Still no sound via HDMI/pcm0. No problem with sound via rear jack/pcm1.
Of course I read and followed the suggestions in the Handbook and a lot of related threads here on the forum. I read sound() and snd_hda() up and down as well and also tried `sysctl dev.hdac.0.msi=0` and `sysctl dev.hdac.0.polling=1`.
I am out of ideas now.

`freebsd-version` = 11.0-RELEASE-p10
Fresh install, no custom kernel, no Xorg, oss or the like involved.

Anyone with more knowledge or someone who got HDMI audio with snd_hda running and willing to post his pindumps for comparison?

Thanks a lot in advance!
Matthias


----------



## scottro (May 11, 2017)

I've gotten HDMI working with mplayer and mpv.  I cover it on a page I have http://srobb.net/dvds.html in the HDMI section.  I haven't done it in over a year, but I was using sysctl to change the default device or using the mpv command line.

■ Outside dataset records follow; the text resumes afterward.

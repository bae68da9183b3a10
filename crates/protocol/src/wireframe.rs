//! Wireframe generation job types.
//!
//! A wireframe is an AI-generated markdown artifact associated with a
//! project, produced asynchronously by a backend job. The UI tracks the
//! job through a small status set and polls the backend until the job
//! leaves the pending state.

use chrono::{DateTime, Utc};
use serde::{Deserialize, Serialize};

/// Identifier assigned by the backend's job queue.
pub type JobId = uuid::Uuid;

/// The status of a wireframe generation job.
///
/// # Examples
///
/// ```
/// use storymap_protocol::WireframeStatus;
///
/// assert!(!WireframeStatus::Pending.is_terminal());
/// assert!(WireframeStatus::Success.is_terminal());
/// ```
#[derive(Debug, Clone, Copy, PartialEq, Eq, Hash, Serialize, Deserialize, Default)]
#[serde(rename_all = "snake_case")]
pub enum WireframeStatus {
    /// No job has been requested.
    #[default]
    Idle,
    /// A job is queued or running.
    Pending,
    /// The last job produced markdown.
    Success,
    /// The last job failed.
    Error,
}

impl WireframeStatus {
    /// Returns `true` once the job has resolved either way.
    #[must_use]
    pub const fn is_terminal(self) -> bool {
        matches!(self, Self::Success | Self::Error)
    }

    /// Returns `true` while a poll loop should keep running.
    #[must_use]
    pub const fn is_pending(self) -> bool {
        matches!(self, Self::Pending)
    }

    /// Returns a human-readable display name for the status.
    #[must_use]
    pub const fn display_name(self) -> &'static str {
        match self {
            Self::Idle => "Idle",
            Self::Pending => "Generating…",
            Self::Success => "Ready",
            Self::Error => "Failed",
        }
    }
}

/// Local snapshot of the wireframe job the UI is tracking.
///
/// Transitions: `Idle → Pending` on a generate request, then to
/// `Success` or `Error` when a poll resolves, and back to the
/// project's persisted baseline on the next project load.
#[derive(Debug, Clone, PartialEq, Eq, Default, Serialize, Deserialize)]
pub struct WireframeJob {
    /// Current local status.
    pub status: WireframeStatus,
    /// Queue job id, once a generate request was accepted.
    pub job_id: Option<JobId>,
    /// Error message from the last failed job, if any.
    pub error_message: Option<String>,
    /// When the wireframe was last generated, per the backend.
    pub generated_at: Option<DateTime<Utc>>,
}

impl WireframeJob {
    /// Marks the job pending, clearing any prior error.
    pub fn begin(&mut self, job_id: JobId) {
        self.status = WireframeStatus::Pending;
        self.job_id = Some(job_id);
        self.error_message = None;
    }

    /// Applies a polled status, overwriting the local state.
    pub fn apply(&mut self, status: WireframeStatus, error: Option<String>) {
        self.status = status;
        self.error_message = error;
    }

    /// Resets to the project's persisted baseline.
    pub fn reset_to(&mut self, status: Option<WireframeStatus>, error: Option<String>) {
        self.status = status.unwrap_or_default();
        self.job_id = None;
        self.error_message = error;
    }
}
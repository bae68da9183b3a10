//! Help overlay widget.

use ratatui::{
    buffer::Buffer,
    layout::Rect,
    style::{Color, Modifier, Style},
    text::{Line, Span},
    widgets::{Block, BorderType, Borders, Clear, Paragraph, Widget},
};

/// Key bindings shown in the overlay, in display order.
const BINDINGS: &[(&str, &str)] = &[
    ("\u{2190} \u{2192}", "Move between task columns"),
    ("\u{2191} \u{2193}", "Move between cards in a cell"),
    ("[ ]", "Previous / next release row"),
    ("Enter", "Select card / confirm"),
    ("Backspace", "Put a grabbed card back"),
    ("s", "Cycle the selected card's status"),
    ("g", "Grab the selected card"),
    ("a", "Add a story to the current cell"),
    ("d", "Delete the selected story"),
    ("f", "Toggle the filter panel"),
    ("c", "Reset all filters"),
    ("w", "Toggle the wireframe panel"),
    ("G", "Generate a wireframe"),
    ("r", "Refresh from the backend"),
    ("?", "Toggle this help"),
    ("Esc", "Close panel / cancel"),
    ("Ctrl+C", "Quit"),
];

/// Width of the key column, including trailing padding.
const KEY_WIDTH: usize = 12;

/// Renders the help overlay centered in the given area.
pub fn render_help(area: Rect, buf: &mut Buffer) {
    #[allow(clippy::cast_possible_truncation)]
    let height = (BINDINGS.len() as u16 + 2).min(area.height);
    let width = 52u16.min(area.width);
    if height < 4 || width < 24 {
        return;
    }

    let overlay = Rect::new(
        area.x + (area.width - width) / 2,
        area.y + (area.height - height) / 2,
        width,
        height,
    );
    Clear.render(overlay, buf);

    let block = Block::default()
        .borders(Borders::ALL)
        .border_type(BorderType::Rounded)
        .border_style(Style::default().fg(Color::Cyan))
        .title(Span::styled(
            " Help ",
            Style::default().add_modifier(Modifier::BOLD),
        ));
    let inner = block.inner(overlay);
    block.render(overlay, buf);

    let lines: Vec<Line> = BINDINGS
        .iter()
        .map(|(key, description)| {
            Line::from(vec![
                Span::styled(
                    format!(" {key:<width$}", width = KEY_WIDTH - 1),
                    Style::default()
                        .fg(Color::Yellow)
                        .add_modifier(Modifier::BOLD),
                ),
                Span::raw(*description),
            ])
        })
        .collect();

    Paragraph::new(lines).render(inner, buf);
}
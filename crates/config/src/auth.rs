//! Session token resolution.
//!
//! This module resolves the backend session token from its possible
//! sources:
//!
//! 1. `STORYMAP_TOKEN` environment variable
//! 2. `api.token` in the configuration file
//! 3. None (anonymous; the backend will reject protected operations
//!    with a 401, surfaced as a session-expired message)
//!
//! Tokens are wrapped in [`SecretString`] as soon as they are read so
//! they never end up in debug output or logs.

use secrecy::SecretString;

/// Environment variable holding the session token.
pub const ENV_TOKEN: &str = "STORYMAP_TOKEN";

/// Resolves the session token.
///
/// Tries the environment first, then the configured token.
///
/// # Arguments
///
/// * `config_token` - The `api.token` value from the config file, if any
///
/// # Examples
///
/// ```
/// use storymap_config::auth::resolve_token;
///
/// // With no env var and no config value, resolution yields None.
/// let token = resolve_token(None);
/// # let _ = token;
/// ```
#[must_use]
pub fn resolve_token(config_token: Option<&str>) -> Option<SecretString> {
    if let Ok(token) = std::env::var(ENV_TOKEN)
        && !token.is_empty()
    {
        return Some(SecretString::from(token));
    }

    config_token
        .filter(|t| !t.is_empty())
        .map(|t| SecretString::from(t.to_string()))
}

#[cfg(test)]
mod tests {
    use super::*;
    use secrecy::ExposeSecret;

    #[test]
    fn config_token_used_when_env_unset() {
        // Tests must not set the process-wide env var; rely on it being
        // absent in the test environment.
        if std::env::var(ENV_TOKEN).is_ok() {
            return;
        }

        let token = resolve_token(Some("abc123")).expect("token resolves");
        assert_eq!(token.expose_secret(), "abc123");
    }

    #[test]
    fn empty_config_token_is_ignored() {
        if std::env::var(ENV_TOKEN).is_ok() {
            return;
        }

        assert!(resolve_token(Some("")).is_none());
        assert!(resolve_token(None).is_none());
    }
}
//! Core configuration struct and loading logic.
//!
//! This module provides the main [`Config`] struct which aggregates all
//! configuration options for the storymap application.

use serde::{Deserialize, Serialize};

use crate::board::BoardConfig;
use crate::error::Result;
use crate::persistence::{find_config_file, read_config_file, write_config_file};
use crate::polling::WireframePolling;

/// Environment variable overriding the API base URL.
pub const ENV_API_URL: &str = "STORYMAP_API_URL";

/// Environment variable overriding the project id.
pub const ENV_PROJECT_ID: &str = "STORYMAP_PROJECT_ID";

/// Backend connection settings.
///
/// When `base_url` is unset the application runs against a built-in
/// sample project instead of a backend.
#[derive(Debug, Clone, Default, PartialEq, Eq, Serialize, Deserialize)]
pub struct ApiConfig {
    /// Base URL of the backend, e.g. `http://localhost:8000`.
    #[serde(default, skip_serializing_if = "Option::is_none")]
    pub base_url: Option<String>,

    /// The project to open on startup.
    #[serde(default, skip_serializing_if = "Option::is_none")]
    pub project_id: Option<u64>,

    /// Session token for the backend.
    ///
    /// Prefer the `STORYMAP_TOKEN` environment variable over storing a
    /// token in a config file.
    #[serde(default, skip_serializing_if = "Option::is_none")]
    pub token: Option<String>,
}

/// The main configuration struct for the storymap application.
///
/// # Examples
///
/// ```
/// use storymap_config::{BoardConfig, Config, WireframePolling};
///
/// let config = Config::default();
/// assert!(config.api.base_url.is_none());
/// assert_eq!(config.polling, WireframePolling::default());
/// assert_eq!(config.board, BoardConfig::default());
/// ```
#[derive(Debug, Clone, Default, PartialEq, Eq, Serialize, Deserialize)]
pub struct Config {
    /// Backend connection settings.
    #[serde(default)]
    pub api: ApiConfig,

    /// Wireframe status poll timing.
    #[serde(default)]
    pub polling: WireframePolling,

    /// Board layout and interaction tuning.
    #[serde(default)]
    pub board: BoardConfig,
}

impl Config {
    /// Creates a new default configuration.
    #[must_use]
    pub fn new() -> Self {
        Self::default()
    }

    /// Loads configuration from the default file locations, then
    /// applies environment overrides.
    ///
    /// Search order:
    ///
    /// 1. Local: `./storymap.json5` or `./storymap.json`
    /// 2. User: `~/.config/storymap/config.json5` or `.json`
    /// 3. Built-in defaults
    ///
    /// Environment variables (`STORYMAP_API_URL`, `STORYMAP_PROJECT_ID`)
    /// override file values.
    ///
    /// # Errors
    ///
    /// Returns an error if a configuration file is found but cannot be
    /// read or parsed, or if the merged configuration fails validation.
    ///
    /// # Examples
    ///
    /// ```no_run
    /// use storymap_config::Config;
    ///
    /// # async fn example() -> storymap_config::Result<()> {
    /// let config = Config::load().await?;
    /// println!("interval: {} ms", config.polling.interval_ms);
    /// # Ok(())
    /// # }
    /// ```
    pub async fn load() -> Result<Self> {
        let mut config = match find_config_file() {
            Some(path) => read_config_file::<Config>(&path)?,
            None => Self::default(),
        };

        config.apply_env_overrides();
        config.validate()?;
        Ok(config)
    }

    /// Loads configuration from a specific file.
    ///
    /// Environment overrides are not applied here; this entry point is
    /// primarily for tests and explicit `--config` style use.
    ///
    /// # Errors
    ///
    /// Returns an error if the file cannot be read or parsed, or if the
    /// configuration fails validation.
    pub fn load_from(path: impl AsRef<std::path::Path>) -> Result<Self> {
        let config: Config = read_config_file(path)?;
        config.validate()?;
        Ok(config)
    }

    /// Saves the configuration to a file.
    ///
    /// # Errors
    ///
    /// Returns an error if the file cannot be written.
    pub fn save_to(&self, path: impl AsRef<std::path::Path>) -> Result<()> {
        write_config_file(path, self)
    }

    /// Validates the configuration.
    ///
    /// # Errors
    ///
    /// Returns an error if any section fails validation.
    ///
    /// # Examples
    ///
    /// ```
    /// use storymap_config::{Config, WireframePolling};
    ///
    /// let mut config = Config::default();
    /// assert!(config.validate().is_ok());
    ///
    /// config.polling = WireframePolling::new(1, 1); // Below minimum
    /// assert!(config.validate().is_err());
    /// ```
    pub fn validate(&self) -> Result<()> {
        if let Some(url) = &self.api.base_url
            && !(url.starts_with("http://") || url.starts_with("https://"))
        {
            return Err(crate::ConfigError::InvalidBaseUrl(url.clone()));
        }
        self.polling.validate()?;
        self.board.validate()?;
        Ok(())
    }

    /// Returns `true` when a backend is configured.
    #[must_use]
    pub fn has_backend(&self) -> bool {
        self.api.base_url.is_some()
    }

    fn apply_env_overrides(&mut self) {
        if let Ok(url) = std::env::var(ENV_API_URL)
            && !url.is_empty()
        {
            self.api.base_url = Some(url);
        }
        if let Ok(id) = std::env::var(ENV_PROJECT_ID)
            && let Ok(id) = id.parse::<u64>()
        {
            self.api.project_id = Some(id);
        }
    }
}
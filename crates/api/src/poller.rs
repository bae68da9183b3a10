//! Cancellable wireframe job polling.
//!
//! When a wireframe generation job is enqueued, the backend works on it
//! asynchronously. This module drives the client-side half: a spawned task
//! that checks the job status after a short initial delay, then at a fixed
//! interval, emitting events until the job leaves the pending state.
//!
//! The poll loop is revocable: [`PollHandle::cancel`] guarantees that no
//! further events are emitted once the owning view is torn down, even if a
//! status check is already in flight.

use std::future::Future;
use std::sync::Arc;
use std::sync::atomic::{AtomicBool, Ordering};
use std::time::Duration;

use tokio::sync::mpsc;
use tokio::task::JoinHandle;
use tracing::{debug, instrument, warn};

use storymap_protocol::WireframeStatus;

use crate::client::WireframeStatusResponse;
use crate::error::Result;

/// An event produced by the poll loop.
#[derive(Debug, Clone, PartialEq, Eq)]
pub enum PollEvent {
    /// The job is still pending; `status`/`error` overwrite local state.
    Status {
        /// The status reported by the backend.
        status: WireframeStatus,
        /// The persisted error message, if any.
        error: Option<String>,
    },
    /// The job left the pending state. Emitted exactly once, after which
    /// the loop stops; the consumer should silently refresh the project
    /// so the generated markdown (or persisted error) becomes visible.
    Resolved {
        /// The terminal status the job settled on.
        status: WireframeStatus,
        /// The persisted error message, if the job failed.
        error: Option<String>,
    },
    /// A status check itself failed (network or API rejection). The loop
    /// keeps polling; the consumer may surface the detail as a toast.
    Failed(String),
}

/// A handle to a running poll loop.
///
/// Dropping the handle does not stop the loop; call [`cancel`](Self::cancel)
/// to revoke it. After cancellation no further events are delivered.
#[derive(Debug)]
pub struct PollHandle {
    alive: Arc<AtomicBool>,
    task: JoinHandle<()>,
}

impl PollHandle {
    /// Cancels the poll loop.
    ///
    /// The liveness flag is cleared before the task is aborted, so a tick
    /// that already fetched a response cannot emit it afterwards.
    pub fn cancel(&self) {
        self.alive.store(false, Ordering::SeqCst);
        self.task.abort();
        debug!("wireframe poll loop cancelled");
    }

    /// Returns whether the loop has not been cancelled or finished.
    #[must_use]
    pub fn is_alive(&self) -> bool {
        self.alive.load(Ordering::SeqCst) && !self.task.is_finished()
    }
}

/// Spawns a poll loop driven by `fetch`.
///
/// The first status check fires after `initial_delay`; subsequent checks
/// fire every `interval` until the fetched status is no longer pending.
/// Responses are applied in receipt order; a late response overtaking a
/// newer one at worst costs one extra poll cycle, since the job only moves
/// toward a terminal state.
///
/// Returns the handle and the receiving end of the event stream.
#[instrument(skip(fetch))]
pub fn spawn_poll<F, Fut>(
    mut fetch: F,
    initial_delay: Duration,
    interval: Duration,
) -> (PollHandle, mpsc::UnboundedReceiver<PollEvent>)
where
    F: FnMut() -> Fut + Send + 'static,
    Fut: Future<Output = Result<WireframeStatusResponse>> + Send,
{
    let (tx, rx) = mpsc::unbounded_channel();
    let alive = Arc::new(AtomicBool::new(true));
    let liveness = Arc::clone(&alive);

    let task = tokio::spawn(async move {
        tokio::time::sleep(initial_delay).await;

        loop {
            if !liveness.load(Ordering::SeqCst) {
                return;
            }

            let outcome = fetch().await;

            // The owner may have been torn down while the check was in
            // flight; a stale response must never reach it.
            if !liveness.load(Ordering::SeqCst) {
                return;
            }

            match outcome {
                Ok(response) if response.status.is_pending() => {
                    debug!("wireframe job still pending");
                    let event = PollEvent::Status {
                        status: response.status,
                        error: response.error,
                    };
                    if tx.send(event).is_err() {
                        return;
                    }
                }
                Ok(response) => {
                    debug!(status = ?response.status, "wireframe job resolved");
                    let event = PollEvent::Resolved {
                        status: response.status,
                        error: response.error,
                    };
                    let _ = tx.send(event);
                    liveness.store(false, Ordering::SeqCst);
                    return;
                }
                Err(e) => {
                    warn!(error = %e, "wireframe status check failed");
                    if tx.send(PollEvent::Failed(e.detail())).is_err() {
                        return;
                    }
                }
            }

            tokio::time::sleep(interval).await;
        }
    });

    (PollHandle { alive, task }, rx)
}
//! Grid cell widget.
//!
//! Renders the story cards of one `(task, release)` cell as a vertical
//! list. Small lists render every card eagerly; at the virtualization
//! threshold the list switches to a window over the cards, keeping the
//! selected card visible.

use ratatui::{
    buffer::Buffer,
    layout::Rect,
    style::{Modifier, Style},
    text::{Line, Span},
    widgets::{Paragraph, Widget},
};
use storymap_protocol::{CellRef, Story};

use super::story_card::render_story_card;
use crate::interaction::{CardKey, InteractionStore};
use crate::virtualize::{RenderMode, VirtualizePolicy};

/// Renders one cell's story list to the buffer.
///
/// # Arguments
///
/// * `stories` - The cell's stories, already filtered for visibility
/// * `cell` - The cell being rendered (used for card addressing)
/// * `selected` - Index of the selected card within `stories`, if any
/// * `interactions` - Per-card interaction flags
/// * `policy` - The virtualization policy
/// * `area` - The rectangular area to render into
/// * `buf` - The buffer to render into
pub fn render_cell(
    stories: &[&Story],
    cell: CellRef,
    selected: Option<usize>,
    interactions: &InteractionStore,
    policy: &VirtualizePolicy,
    area: Rect,
    buf: &mut Buffer,
) {
    if stories.is_empty() || area.height == 0 {
        return;
    }

    let (start, end, windowed) = match policy.mode_for(stories.len()) {
        RenderMode::Eager => (0, stories.len(), false),
        RenderMode::Windowed { rows, .. } => {
            let offset = policy.window_offset(selected.unwrap_or(0), stories.len(), rows);
            (offset, (offset + rows).min(stories.len()), true)
        }
    };

    let mut y = area.y;
    for (index, story) in stories.iter().enumerate().take(end).skip(start) {
        if y + policy.card_height > area.y + area.height {
            break;
        }
        let card_area = Rect {
            x: area.x,
            y,
            width: area.width,
            height: policy.card_height,
        };
        let key = CardKey::new(story.id, cell);
        render_story_card(
            story,
            selected == Some(index),
            interactions.flags(key),
            card_area,
            buf,
        );
        y += policy.row_height();
    }

    // Window position marker so the hidden remainder is discoverable.
    if windowed && y < area.y + area.height {
        let marker = Paragraph::new(Line::from(Span::styled(
            format!("{}\u{2013}{} of {}", start + 1, end, stories.len()),
            Style::default().add_modifier(Modifier::DIM),
        )));
        marker.render(
            Rect {
                x: area.x,
                y,
                width: area.width,
                height: 1,
            },
            buf,
        );
    }
}

#[cfg(test)]
mod tests {
    use super::*;
    use crate::test_utils::buffer_to_string;

    fn stories(count: usize) -> Vec<Story> {
        (0..count)
            .map(|i| Story::new(i as u64 + 1, format!("Story {}", i + 1), Some(1)))
            .collect()
    }

    fn render(stories: &[Story], selected: Option<usize>, height: u16) -> String {
        let refs: Vec<&Story> = stories.iter().collect();
        let area = Rect::new(0, 0, 28, height);
        let mut buf = Buffer::empty(area);
        render_cell(
            &refs,
            CellRef::new(11, 1),
            selected,
            &InteractionStore::default(),
            &VirtualizePolicy::default(),
            area,
            &mut buf,
        );
        buffer_to_string(&buf)
    }

    #[test]
    fn small_cell_renders_every_card() {
        let list = stories(3);
        let output = render(&list, None, 60);
        assert!(output.contains("Story 1"));
        assert!(output.contains("Story 2"));
        assert!(output.contains("Story 3"));
        assert!(!output.contains(" of "));
    }

    #[test]
    fn windowed_cell_shows_position_marker() {
        let list = stories(12);
        let output = render(&list, Some(0), 60);
        assert!(output.contains("1\u{2013}6 of 12"));
    }

    #[test]
    fn windowed_cell_limits_visible_cards() {
        let list = stories(12);
        let output = render(&list, Some(0), 60);
        assert!(output.contains("Story 6"));
        assert!(!output.contains("Story 7"));
    }

    #[test]
    fn window_follows_selection() {
        let list = stories(20);
        let output = render(&list, Some(19), 60);
        assert!(output.contains("Story 20"));
        assert!(!output.contains("Story 1\n"));
        assert!(output.contains("15\u{2013}20 of 20"));
    }

    #[test]
    fn empty_cell_renders_nothing() {
        let output = render(&[], None, 20);
        assert_eq!(output.trim(), "");
    }
}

https://forums.freebsd.org/threads/50934/ is the thread where I got some help with it.


----------



## k.jacker (May 11, 2017)

Hei, thanks for your reply.
I read the thread and have tried the suggestions from your page but sadly still no sound via HDMI.

It works through the analog rear jack (pcm1) on the vt-console and inside Xorg, playing music and even watching tv-streams with sound like you suggest:
`mplayer -ao oss:/dev/dsp1.0 some_audio_or_video_file/stream`

But silence when changing to `oss:/dev/dsp0.0` which is pcm0/HDMI output.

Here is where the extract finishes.